Source material:
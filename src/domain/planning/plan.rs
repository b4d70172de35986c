//! Turns bucketed arrivals into transport groups ready to be written.

use crate::domain::entities::{
    GuestTravelRecord, NewAllocation, NewTransportGroup, SHUTTLE_MODE, WeddingEvent,
};

use super::slots::{BucketKey, TimeSlotBucket, bucket_arrivals};
use super::vehicles::assign_vehicles;

/// Display name of a generated group.
pub fn group_name(location: &str, slot_label: &str) -> String {
    format!("Flight Pickup - {location} {slot_label}")
}

/// Idempotency key of the group generated for `key` within `event_id`.
pub fn generation_key(event_id: i64, key: &BucketKey) -> String {
    format!("{event_id}:{key}")
}

/// One group and the allocations that belong to it.
#[derive(Debug, Clone, PartialEq)]
pub struct PlannedGroup {
    pub group: NewTransportGroup,
    pub allocations: Vec<NewAllocation>,
}

/// Everything the writer needs for one generation run.
#[derive(Debug, Clone, PartialEq)]
pub struct GenerationPlan {
    pub buffer_minutes: u32,
    pub groups: Vec<PlannedGroup>,
    pub skipped: Vec<i64>,
    pub examined: usize,
}

impl GenerationPlan {
    pub fn guests_grouped(&self) -> usize {
        self.groups.iter().map(|g| g.allocations.len()).sum()
    }
}

/// Buckets the event's arrivals and sizes vehicles for each bucket.
pub fn plan_generation(event: &WeddingEvent, records: &[GuestTravelRecord]) -> GenerationPlan {
    let buffer_minutes = event.buffer_minutes();
    let buckets = bucket_arrivals(records, buffer_minutes);
    let dropoff = event.dropoff_location();

    let groups = buckets
        .buckets
        .iter()
        .filter_map(|bucket| plan_group(event.id, &dropoff, bucket))
        .collect();

    GenerationPlan {
        buffer_minutes,
        groups,
        skipped: buckets.skipped,
        examined: buckets.examined,
    }
}

fn plan_group(event_id: i64, dropoff: &str, bucket: &TimeSlotBucket) -> Option<PlannedGroup> {
    let vehicles = assign_vehicles(bucket.len())?;
    let key = &bucket.key;

    let group = NewTransportGroup {
        event_id,
        name: group_name(&key.location, &key.slot_label),
        pickup_location: key.location.clone(),
        pickup_date: key.arrival_date,
        pickup_time_slot: key.slot_label.clone(),
        dropoff_location: dropoff.to_string(),
        vehicle_type: vehicles.vehicle_type,
        vehicle_count: vehicles.vehicle_count as i32,
        vehicle_capacity: vehicles.vehicle_capacity as i32,
        transport_mode: SHUTTLE_MODE.to_string(),
        generation_key: Some(generation_key(event_id, key)),
    };

    let allocations = bucket
        .guests
        .iter()
        .map(|g| NewAllocation::pending(g.guest_id))
        .collect();

    Some(PlannedGroup { group, allocations })
}

#[cfg(test)]
mod tests {
    use super::*;
    use crate::domain::entities::{FlightStatus, VehicleType};
    use chrono::{NaiveDate, NaiveTime, Utc};

    fn event(hotel: Option<&str>, buffer: Option<&str>) -> WeddingEvent {
        WeddingEvent {
            id: 9,
            name: "Summer wedding".to_string(),
            location: Some("Sintra".to_string()),
            hotel_name: hotel.map(str::to_string),
            transport_buffer_time: buffer.map(str::to_string),
            start_date: None,
            end_date: None,
            created_at: Utc::now(),
            updated_at: Utc::now(),
        }
    }

    fn arrival(guest_id: i64, h: u32, m: u32) -> GuestTravelRecord {
        GuestTravelRecord {
            guest_id,
            arrival_date: NaiveDate::from_ymd_opt(2026, 6, 12),
            arrival_time: NaiveTime::from_hms_opt(h, m, 0),
            arrival_location: Some("LIS".to_string()),
            flight_number: None,
            needs_transportation: true,
            flight_status: FlightStatus::Confirmed,
        }
    }

    #[test]
    fn test_group_name_and_key() {
        let key = BucketKey {
            location: "LIS".to_string(),
            arrival_date: NaiveDate::from_ymd_opt(2026, 6, 12).unwrap(),
            slot_label: "13:30".to_string(),
        };

        assert_eq!(group_name("LIS", "13:30"), "Flight Pickup - LIS 13:30");
        assert_eq!(generation_key(9, &key), "9:LIS_2026-06-12_13:30");
    }

    #[test]
    fn test_plan_builds_draft_shuttle_groups() {
        let records: Vec<_> = (1..=5).map(|id| arrival(id, 13, 10)).collect();

        let plan = plan_generation(&event(Some("Tivoli"), None), &records);

        assert_eq!(plan.buffer_minutes, 30);
        assert_eq!(plan.groups.len(), 1);

        let planned = &plan.groups[0];
        assert_eq!(planned.group.name, "Flight Pickup - LIS 13:30");
        assert_eq!(planned.group.dropoff_location, "Tivoli");
        assert_eq!(planned.group.transport_mode, "shuttle");
        assert_eq!(planned.group.vehicle_type, VehicleType::Suv);
        assert_eq!(planned.group.vehicle_count, 1);
        assert_eq!(planned.group.vehicle_capacity, 6);
        assert_eq!(planned.allocations.len(), 5);
        assert!(planned.allocations.iter().all(|a| a.status == "pending"));
        assert_eq!(plan.guests_grouped(), 5);
    }

    #[test]
    fn test_plan_uses_event_buffer() {
        let records = vec![arrival(1, 13, 5)];

        let plan = plan_generation(&event(None, Some("00:10")), &records);

        assert_eq!(plan.buffer_minutes, 10);
        assert_eq!(plan.groups[0].group.pickup_time_slot, "13:00");
        assert_eq!(plan.groups[0].group.dropoff_location, "Sintra");
    }

    #[test]
    fn test_plan_reports_skipped() {
        let mut missing = arrival(2, 10, 0);
        missing.arrival_time = None;

        let plan = plan_generation(&event(None, None), &[arrival(1, 10, 0), missing]);

        assert_eq!(plan.skipped, vec![2]);
        assert_eq!(plan.examined, 2);
        assert_eq!(plan.guests_grouped(), 1);
    }

    #[test]
    fn test_capacity_covers_each_group() {
        let records: Vec<_> = (1..=40).map(|id| arrival(id, 9 + (id as u32 % 3), 0)).collect();

        let plan = plan_generation(&event(None, None), &records);

        for planned in &plan.groups {
            let seats = planned.group.vehicle_count * planned.group.vehicle_capacity;
            assert!(seats as usize >= planned.allocations.len());
        }
    }
}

Task prompt: Once every line above has been checked for the string "entities", give the number of matching lines and nothing more.

Your response: 2